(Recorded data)
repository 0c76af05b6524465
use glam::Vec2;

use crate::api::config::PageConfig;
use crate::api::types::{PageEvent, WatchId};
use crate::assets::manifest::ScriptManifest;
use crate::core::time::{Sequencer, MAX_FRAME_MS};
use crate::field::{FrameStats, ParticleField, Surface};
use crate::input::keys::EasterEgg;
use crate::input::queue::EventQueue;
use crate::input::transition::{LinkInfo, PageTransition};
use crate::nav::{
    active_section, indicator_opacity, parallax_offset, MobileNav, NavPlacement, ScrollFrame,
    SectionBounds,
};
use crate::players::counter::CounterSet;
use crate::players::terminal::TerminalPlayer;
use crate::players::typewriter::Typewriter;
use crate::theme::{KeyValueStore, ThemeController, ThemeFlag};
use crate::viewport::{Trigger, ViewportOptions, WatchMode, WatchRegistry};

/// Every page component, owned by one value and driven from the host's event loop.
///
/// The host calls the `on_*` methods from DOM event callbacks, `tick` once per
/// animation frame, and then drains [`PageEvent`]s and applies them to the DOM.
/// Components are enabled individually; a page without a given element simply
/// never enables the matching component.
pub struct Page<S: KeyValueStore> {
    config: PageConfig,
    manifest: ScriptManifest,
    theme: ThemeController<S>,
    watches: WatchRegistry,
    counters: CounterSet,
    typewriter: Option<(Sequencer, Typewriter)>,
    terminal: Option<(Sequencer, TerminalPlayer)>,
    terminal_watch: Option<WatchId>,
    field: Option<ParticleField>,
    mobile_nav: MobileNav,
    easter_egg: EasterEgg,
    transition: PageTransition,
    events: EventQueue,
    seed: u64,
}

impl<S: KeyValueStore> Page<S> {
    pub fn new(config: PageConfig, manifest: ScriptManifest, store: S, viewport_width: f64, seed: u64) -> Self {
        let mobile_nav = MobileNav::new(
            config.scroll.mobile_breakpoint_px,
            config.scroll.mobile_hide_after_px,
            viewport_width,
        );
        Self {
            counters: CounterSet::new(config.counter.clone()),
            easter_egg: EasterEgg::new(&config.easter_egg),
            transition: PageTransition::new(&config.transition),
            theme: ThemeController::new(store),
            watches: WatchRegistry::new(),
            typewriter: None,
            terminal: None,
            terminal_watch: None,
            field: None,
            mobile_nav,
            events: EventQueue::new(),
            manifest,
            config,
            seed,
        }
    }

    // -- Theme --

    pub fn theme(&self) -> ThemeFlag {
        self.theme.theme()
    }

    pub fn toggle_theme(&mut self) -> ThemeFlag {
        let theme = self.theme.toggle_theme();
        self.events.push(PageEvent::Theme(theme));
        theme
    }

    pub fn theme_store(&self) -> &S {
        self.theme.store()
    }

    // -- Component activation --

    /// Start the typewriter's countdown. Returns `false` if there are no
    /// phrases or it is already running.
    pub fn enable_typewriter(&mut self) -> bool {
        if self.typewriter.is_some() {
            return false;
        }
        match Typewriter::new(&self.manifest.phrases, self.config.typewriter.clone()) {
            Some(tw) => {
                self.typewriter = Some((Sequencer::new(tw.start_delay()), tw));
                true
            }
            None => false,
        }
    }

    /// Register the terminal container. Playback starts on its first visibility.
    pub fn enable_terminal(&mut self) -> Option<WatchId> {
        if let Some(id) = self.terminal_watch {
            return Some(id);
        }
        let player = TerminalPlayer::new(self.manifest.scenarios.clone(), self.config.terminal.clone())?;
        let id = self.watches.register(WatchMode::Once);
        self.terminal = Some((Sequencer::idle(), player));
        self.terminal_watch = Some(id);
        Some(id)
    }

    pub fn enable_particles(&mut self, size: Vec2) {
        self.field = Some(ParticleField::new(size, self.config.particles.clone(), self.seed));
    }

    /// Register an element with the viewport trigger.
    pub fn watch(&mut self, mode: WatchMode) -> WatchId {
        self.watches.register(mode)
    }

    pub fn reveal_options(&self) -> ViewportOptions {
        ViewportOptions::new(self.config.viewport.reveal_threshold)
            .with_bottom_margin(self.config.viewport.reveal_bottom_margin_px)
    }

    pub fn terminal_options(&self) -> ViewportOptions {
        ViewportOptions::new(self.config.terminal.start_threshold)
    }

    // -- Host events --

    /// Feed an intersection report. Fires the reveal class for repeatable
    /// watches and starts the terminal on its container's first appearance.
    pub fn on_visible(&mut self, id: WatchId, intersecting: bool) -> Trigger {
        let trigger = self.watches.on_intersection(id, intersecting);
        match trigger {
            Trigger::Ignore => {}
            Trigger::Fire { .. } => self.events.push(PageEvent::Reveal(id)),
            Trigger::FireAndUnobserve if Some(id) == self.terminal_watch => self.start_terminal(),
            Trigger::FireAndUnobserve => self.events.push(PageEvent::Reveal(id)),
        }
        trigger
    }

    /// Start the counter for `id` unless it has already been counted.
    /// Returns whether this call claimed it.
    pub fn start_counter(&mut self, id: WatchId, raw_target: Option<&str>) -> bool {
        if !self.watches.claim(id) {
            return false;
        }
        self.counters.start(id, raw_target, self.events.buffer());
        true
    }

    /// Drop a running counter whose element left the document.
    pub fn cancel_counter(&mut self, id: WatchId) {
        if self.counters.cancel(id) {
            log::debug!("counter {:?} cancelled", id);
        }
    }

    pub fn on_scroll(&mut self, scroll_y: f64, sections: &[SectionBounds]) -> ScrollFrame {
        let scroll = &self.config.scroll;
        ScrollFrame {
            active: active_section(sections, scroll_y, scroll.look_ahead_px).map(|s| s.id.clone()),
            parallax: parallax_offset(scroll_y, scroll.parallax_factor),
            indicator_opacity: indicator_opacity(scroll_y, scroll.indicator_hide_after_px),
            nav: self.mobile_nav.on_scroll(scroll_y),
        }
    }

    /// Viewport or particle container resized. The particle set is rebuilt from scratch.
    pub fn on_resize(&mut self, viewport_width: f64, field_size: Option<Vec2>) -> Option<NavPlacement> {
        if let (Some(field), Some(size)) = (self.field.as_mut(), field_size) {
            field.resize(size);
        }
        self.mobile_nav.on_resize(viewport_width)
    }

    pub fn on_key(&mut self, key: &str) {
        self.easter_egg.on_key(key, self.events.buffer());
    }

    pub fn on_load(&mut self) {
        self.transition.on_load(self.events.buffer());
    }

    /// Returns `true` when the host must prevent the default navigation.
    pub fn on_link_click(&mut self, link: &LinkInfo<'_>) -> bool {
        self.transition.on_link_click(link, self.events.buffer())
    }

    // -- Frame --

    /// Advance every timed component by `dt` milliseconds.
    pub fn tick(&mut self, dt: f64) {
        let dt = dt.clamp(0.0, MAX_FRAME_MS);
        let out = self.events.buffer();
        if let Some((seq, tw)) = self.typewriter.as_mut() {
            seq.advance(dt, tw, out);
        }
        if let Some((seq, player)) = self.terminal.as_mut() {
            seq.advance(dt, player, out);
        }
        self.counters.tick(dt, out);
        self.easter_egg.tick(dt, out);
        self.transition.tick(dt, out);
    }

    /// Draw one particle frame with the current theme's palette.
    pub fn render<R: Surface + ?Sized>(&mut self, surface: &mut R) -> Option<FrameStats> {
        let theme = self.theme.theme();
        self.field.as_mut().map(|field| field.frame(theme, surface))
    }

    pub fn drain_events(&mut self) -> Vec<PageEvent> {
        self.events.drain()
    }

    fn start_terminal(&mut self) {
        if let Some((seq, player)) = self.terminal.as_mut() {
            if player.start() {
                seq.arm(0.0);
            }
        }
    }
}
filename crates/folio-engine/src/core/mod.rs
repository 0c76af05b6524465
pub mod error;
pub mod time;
* * *
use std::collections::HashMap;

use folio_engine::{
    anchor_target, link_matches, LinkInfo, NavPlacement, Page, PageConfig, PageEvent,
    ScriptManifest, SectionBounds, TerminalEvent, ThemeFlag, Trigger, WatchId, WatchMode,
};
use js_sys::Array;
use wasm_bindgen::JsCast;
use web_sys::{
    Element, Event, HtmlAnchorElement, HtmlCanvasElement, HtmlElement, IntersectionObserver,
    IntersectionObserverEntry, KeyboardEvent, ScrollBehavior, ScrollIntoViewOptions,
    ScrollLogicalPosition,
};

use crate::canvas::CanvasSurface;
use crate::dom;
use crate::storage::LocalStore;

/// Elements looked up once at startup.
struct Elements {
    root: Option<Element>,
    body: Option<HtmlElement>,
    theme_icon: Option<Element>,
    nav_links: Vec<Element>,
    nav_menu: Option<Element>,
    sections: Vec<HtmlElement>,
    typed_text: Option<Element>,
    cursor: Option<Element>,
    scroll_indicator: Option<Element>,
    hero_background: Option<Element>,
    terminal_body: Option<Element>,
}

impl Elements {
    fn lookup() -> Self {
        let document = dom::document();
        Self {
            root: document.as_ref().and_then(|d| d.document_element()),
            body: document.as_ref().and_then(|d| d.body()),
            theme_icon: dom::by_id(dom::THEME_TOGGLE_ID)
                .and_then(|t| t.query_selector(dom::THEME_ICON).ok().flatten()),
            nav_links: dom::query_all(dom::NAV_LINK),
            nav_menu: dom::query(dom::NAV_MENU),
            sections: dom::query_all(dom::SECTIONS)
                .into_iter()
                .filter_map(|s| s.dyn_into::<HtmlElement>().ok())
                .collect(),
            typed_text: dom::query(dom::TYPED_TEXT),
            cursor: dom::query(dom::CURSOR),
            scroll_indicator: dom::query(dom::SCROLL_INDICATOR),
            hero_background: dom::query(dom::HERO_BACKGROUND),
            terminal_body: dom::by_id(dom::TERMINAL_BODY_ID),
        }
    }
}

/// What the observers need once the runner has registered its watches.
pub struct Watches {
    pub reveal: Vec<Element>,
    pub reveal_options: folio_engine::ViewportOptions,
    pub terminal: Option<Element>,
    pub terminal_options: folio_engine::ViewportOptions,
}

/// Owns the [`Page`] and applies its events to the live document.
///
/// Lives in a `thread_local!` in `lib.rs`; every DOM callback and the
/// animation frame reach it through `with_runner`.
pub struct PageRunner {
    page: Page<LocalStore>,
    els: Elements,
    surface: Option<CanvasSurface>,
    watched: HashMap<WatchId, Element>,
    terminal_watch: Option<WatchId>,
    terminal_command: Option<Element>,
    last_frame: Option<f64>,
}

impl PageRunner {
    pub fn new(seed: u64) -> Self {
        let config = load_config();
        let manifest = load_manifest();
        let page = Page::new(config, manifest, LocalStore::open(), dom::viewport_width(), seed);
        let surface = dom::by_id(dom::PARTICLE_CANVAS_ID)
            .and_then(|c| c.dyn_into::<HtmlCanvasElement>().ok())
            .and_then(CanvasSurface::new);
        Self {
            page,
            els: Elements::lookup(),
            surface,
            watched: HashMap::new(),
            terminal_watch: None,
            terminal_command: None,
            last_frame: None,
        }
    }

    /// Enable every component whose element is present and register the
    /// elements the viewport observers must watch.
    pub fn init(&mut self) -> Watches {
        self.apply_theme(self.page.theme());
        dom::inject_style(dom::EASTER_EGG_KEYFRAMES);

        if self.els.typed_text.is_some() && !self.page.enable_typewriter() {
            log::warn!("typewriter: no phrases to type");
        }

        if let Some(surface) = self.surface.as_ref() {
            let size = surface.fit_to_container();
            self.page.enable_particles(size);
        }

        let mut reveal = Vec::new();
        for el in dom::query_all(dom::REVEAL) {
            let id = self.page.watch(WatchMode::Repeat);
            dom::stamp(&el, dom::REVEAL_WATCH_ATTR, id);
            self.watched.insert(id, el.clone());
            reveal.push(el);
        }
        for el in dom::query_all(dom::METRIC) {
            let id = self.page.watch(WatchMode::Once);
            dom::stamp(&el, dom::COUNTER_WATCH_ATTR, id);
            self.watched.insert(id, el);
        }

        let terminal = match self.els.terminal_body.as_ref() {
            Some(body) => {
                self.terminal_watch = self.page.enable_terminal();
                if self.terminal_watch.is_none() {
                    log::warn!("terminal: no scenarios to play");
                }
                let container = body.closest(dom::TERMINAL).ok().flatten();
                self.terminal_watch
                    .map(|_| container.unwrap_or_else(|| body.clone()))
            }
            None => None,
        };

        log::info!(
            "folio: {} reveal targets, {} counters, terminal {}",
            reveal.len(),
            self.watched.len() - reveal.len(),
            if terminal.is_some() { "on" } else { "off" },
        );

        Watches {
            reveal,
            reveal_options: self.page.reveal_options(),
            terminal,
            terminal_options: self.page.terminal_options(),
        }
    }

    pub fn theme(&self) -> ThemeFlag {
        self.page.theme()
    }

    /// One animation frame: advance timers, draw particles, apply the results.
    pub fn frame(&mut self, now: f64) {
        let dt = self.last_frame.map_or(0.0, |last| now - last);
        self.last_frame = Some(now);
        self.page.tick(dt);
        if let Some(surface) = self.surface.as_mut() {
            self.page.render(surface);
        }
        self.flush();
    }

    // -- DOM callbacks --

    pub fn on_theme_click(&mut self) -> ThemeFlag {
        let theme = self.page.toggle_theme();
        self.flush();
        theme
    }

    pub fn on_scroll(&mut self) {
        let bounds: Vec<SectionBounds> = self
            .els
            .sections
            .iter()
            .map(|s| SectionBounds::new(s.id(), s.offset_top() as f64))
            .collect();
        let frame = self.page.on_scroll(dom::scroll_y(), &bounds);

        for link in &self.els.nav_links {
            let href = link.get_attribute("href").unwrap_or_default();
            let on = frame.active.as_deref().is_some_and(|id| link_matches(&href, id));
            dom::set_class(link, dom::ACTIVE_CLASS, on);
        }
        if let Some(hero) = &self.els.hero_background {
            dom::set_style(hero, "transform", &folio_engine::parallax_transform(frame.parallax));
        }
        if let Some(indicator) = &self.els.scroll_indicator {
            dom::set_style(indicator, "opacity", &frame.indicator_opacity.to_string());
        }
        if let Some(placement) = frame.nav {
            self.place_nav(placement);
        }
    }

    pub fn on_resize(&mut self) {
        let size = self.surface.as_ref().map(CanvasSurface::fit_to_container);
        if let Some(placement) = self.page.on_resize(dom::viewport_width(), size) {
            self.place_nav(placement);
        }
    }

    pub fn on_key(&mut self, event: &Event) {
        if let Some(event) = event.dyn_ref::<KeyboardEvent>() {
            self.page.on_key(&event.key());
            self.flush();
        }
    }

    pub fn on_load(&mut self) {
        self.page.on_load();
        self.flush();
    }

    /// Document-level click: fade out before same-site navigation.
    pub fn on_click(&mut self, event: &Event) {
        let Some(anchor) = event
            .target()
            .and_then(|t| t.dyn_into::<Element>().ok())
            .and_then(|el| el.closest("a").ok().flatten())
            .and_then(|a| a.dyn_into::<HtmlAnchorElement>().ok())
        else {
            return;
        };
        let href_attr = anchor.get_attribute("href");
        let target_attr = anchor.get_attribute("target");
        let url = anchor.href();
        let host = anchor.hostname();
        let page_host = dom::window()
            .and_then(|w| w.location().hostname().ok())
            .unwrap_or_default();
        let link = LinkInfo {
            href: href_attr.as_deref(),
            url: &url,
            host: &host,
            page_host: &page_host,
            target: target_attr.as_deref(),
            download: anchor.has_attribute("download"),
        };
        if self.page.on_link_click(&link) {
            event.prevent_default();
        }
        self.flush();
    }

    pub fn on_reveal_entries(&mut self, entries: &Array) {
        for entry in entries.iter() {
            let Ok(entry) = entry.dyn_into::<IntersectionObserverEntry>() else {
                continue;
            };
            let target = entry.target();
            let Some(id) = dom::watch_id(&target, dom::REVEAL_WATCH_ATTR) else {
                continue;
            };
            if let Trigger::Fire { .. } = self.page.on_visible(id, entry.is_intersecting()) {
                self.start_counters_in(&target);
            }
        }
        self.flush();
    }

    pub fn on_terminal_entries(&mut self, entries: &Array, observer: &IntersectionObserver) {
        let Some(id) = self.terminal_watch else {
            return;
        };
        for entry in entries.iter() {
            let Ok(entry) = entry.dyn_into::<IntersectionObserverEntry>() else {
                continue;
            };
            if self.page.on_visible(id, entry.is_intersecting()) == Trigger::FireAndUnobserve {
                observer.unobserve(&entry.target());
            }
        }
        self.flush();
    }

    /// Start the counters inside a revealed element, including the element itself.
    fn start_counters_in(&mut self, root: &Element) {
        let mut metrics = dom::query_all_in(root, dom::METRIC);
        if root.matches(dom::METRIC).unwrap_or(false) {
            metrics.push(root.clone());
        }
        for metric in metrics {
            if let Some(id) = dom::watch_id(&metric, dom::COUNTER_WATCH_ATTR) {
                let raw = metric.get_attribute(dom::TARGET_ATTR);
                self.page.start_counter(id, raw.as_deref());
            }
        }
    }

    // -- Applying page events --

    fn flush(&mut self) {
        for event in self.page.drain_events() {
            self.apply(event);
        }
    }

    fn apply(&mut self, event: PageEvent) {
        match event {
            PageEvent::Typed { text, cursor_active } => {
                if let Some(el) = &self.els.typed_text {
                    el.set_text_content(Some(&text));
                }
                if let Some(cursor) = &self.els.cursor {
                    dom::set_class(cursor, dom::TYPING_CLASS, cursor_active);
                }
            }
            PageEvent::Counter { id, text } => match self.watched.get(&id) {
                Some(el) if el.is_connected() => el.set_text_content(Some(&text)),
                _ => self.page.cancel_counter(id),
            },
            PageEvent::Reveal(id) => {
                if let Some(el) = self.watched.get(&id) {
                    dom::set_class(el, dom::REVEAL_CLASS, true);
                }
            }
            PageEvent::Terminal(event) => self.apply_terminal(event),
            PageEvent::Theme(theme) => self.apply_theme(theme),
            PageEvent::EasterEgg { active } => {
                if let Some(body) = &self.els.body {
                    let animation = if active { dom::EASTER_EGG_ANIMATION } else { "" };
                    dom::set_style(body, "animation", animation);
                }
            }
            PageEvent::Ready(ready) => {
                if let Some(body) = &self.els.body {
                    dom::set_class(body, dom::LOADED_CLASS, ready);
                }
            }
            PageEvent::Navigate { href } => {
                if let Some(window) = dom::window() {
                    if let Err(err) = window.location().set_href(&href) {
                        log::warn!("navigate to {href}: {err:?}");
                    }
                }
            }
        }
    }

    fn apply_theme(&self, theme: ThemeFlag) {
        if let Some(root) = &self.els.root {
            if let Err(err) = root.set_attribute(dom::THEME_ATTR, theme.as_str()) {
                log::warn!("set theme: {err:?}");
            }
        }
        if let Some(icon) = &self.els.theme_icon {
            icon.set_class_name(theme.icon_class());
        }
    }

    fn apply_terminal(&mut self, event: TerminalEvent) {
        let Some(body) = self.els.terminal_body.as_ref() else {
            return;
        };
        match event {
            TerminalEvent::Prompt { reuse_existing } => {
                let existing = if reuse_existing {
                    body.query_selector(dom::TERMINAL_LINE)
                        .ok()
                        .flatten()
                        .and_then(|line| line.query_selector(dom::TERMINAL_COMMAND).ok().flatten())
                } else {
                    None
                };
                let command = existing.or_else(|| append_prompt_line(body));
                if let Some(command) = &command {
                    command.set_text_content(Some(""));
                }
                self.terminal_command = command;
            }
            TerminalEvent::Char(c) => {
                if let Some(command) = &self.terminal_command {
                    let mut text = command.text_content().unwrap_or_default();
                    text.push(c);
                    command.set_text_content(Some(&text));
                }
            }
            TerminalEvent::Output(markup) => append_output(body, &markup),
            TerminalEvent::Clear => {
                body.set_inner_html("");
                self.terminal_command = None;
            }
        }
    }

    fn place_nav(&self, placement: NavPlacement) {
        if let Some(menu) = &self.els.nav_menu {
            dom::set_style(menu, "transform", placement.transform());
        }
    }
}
* * *
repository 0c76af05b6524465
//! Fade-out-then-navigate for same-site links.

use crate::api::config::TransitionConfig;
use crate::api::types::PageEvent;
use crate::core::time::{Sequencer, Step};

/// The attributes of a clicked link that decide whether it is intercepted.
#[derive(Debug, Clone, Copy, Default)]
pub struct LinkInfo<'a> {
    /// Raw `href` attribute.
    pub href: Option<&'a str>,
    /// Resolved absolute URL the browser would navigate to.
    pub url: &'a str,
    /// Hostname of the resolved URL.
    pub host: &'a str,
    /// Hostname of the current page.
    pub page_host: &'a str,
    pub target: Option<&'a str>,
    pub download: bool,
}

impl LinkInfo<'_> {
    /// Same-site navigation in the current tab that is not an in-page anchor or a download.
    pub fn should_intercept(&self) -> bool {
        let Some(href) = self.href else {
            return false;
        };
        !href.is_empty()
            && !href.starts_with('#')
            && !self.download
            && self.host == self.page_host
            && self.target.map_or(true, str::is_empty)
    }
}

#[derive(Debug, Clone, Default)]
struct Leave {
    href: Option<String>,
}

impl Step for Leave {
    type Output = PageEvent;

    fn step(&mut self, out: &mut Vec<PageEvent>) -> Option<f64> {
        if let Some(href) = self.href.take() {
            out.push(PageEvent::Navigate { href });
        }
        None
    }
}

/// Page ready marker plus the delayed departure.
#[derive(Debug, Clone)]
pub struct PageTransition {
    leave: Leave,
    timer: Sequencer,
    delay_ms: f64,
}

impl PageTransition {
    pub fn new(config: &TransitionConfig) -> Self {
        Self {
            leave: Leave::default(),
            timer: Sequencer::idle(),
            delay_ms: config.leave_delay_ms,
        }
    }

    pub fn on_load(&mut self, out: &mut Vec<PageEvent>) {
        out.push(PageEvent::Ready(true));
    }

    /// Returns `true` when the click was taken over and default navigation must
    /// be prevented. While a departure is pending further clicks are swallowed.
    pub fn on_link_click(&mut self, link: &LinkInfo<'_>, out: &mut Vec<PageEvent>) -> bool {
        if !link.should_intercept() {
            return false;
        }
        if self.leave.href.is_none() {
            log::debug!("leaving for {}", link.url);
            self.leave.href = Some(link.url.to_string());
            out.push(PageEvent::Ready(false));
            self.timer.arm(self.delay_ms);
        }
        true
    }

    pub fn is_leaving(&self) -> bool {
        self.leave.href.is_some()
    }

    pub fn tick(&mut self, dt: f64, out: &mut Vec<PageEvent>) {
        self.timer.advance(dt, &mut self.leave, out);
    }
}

▶ Required action
I need each line of the entries that holds the string "navigation" located and copied.

▶ Output for this task
    /// Returns `true` when the host must prevent the default navigation.
    /// Document-level click: fade out before same-site navigation.
    /// Same-site navigation in the current tab that is not an in-page anchor or a download.
    /// Returns `true` when the click was taken over and default navigation must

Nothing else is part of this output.